[Paul Baran Photo]

Paul Baran (1927 - 2011)
Internet pioneer, electrical engineer

Paul Baran, 84, whose work with packaging data in the 1960s is credited with playing a role in the later development of the Internet, died of complications from lung cancer Saturday at his home in Palo Alto, Calif.

Mr. Baran, who was raised in West Philadelphia and earned his bachelor's degree in electrical engineering from Drexel University, is best known for the idea of "packet-switching," in which data are bundled into small packages and sent through a network. He outlined the concept while working on Cold War issues for the Rand Corporation in 1963 and 1964.

In 1969, the technology became a concept the Defense Department used in creating the Arpanet, the precursor to the Internet, numerous reports on the subject said. The idea had been so advanced at its development that private companies had passed on it.

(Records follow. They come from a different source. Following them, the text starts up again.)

//! HTTP adapters - REST and SSE endpoints.

pub mod chat;
pub mod middleware;

use axum::routing::get;
use axum::Router;
use tower_http::cors::CorsLayer;
use tower_http::trace::TraceLayer;

pub use chat::{chat_router, ChatAppState};
pub use middleware::AuthState;

/// Full application router: liveness plus the authenticated chat API.
pub fn app_router(state: ChatAppState, auth: AuthState, cors: CorsLayer) -> Router {
    Router::new()
        .route("/health", get(chat::health))
        .merge(chat_router(auth))
        .with_state(state)
        .layer(TraceLayer::new_for_http())
        .layer(cors)
}
//! Process-wide request and latency counters.

use serde::Serialize;
use std::sync::atomic::{AtomicU64, Ordering};

/// Aggregate counters shared by every request handler.
///
/// Reset only on restart.
#[derive(Debug, Default)]
pub struct PerformanceCounters {
    total_requests: AtomicU64,
    successful_streams: AtomicU64,
    total_response_time_ms: AtomicU64,
}

/// Point-in-time view of the counters.
#[derive(Debug, Clone, PartialEq, Serialize)]
#[serde(rename_all = "camelCase")]
pub struct PerformanceStats {
    pub total_requests: u64,
    pub successful_streams: u64,
    pub average_response_time_ms: u64,
    pub success_rate_percent: f64,
}

impl PerformanceCounters {
    pub fn new() -> Self {
        Self::default()
    }

    pub fn increment_requests(&self) {
        self.total_requests.fetch_add(1, Ordering::Relaxed);
    }

    pub fn record_successful_stream(&self, response_time_ms: u64) {
        self.successful_streams.fetch_add(1, Ordering::Relaxed);
        self.total_response_time_ms
            .fetch_add(response_time_ms, Ordering::Relaxed);
    }

    /// Zero denominators yield 0.
    pub fn stats(&self) -> PerformanceStats {
        let total_requests = self.total_requests.load(Ordering::Relaxed);
        let successful_streams = self.successful_streams.load(Ordering::Relaxed);
        let total_time = self.total_response_time_ms.load(Ordering::Relaxed);

        let average_response_time_ms = if successful_streams == 0 {
            0
        } else {
            total_time / successful_streams
        };
        let success_rate_percent = if total_requests == 0 {
            0.0
        } else {
            successful_streams as f64 * 100.0 / total_requests as f64
        };

        PerformanceStats {
            total_requests,
            successful_streams,
            average_response_time_ms,
            success_rate_percent,
        }
    }
}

It would be decades before the social and commercial possibilities of the technology would become clear, and Mr. Baran would miss out on a lot of the money and glory that came with it, but he was happy to live to see it happen, his son David said.

"He was a man of infinite patience," David Baran said.

President George W. Bush bestowed the National Medal of Technology and Innovation on Mr. Baran in 2008. A year earlier, he was inducted into the Inventors Hall of Fame in Akron, Ohio, joining the likes of Thomas Edison.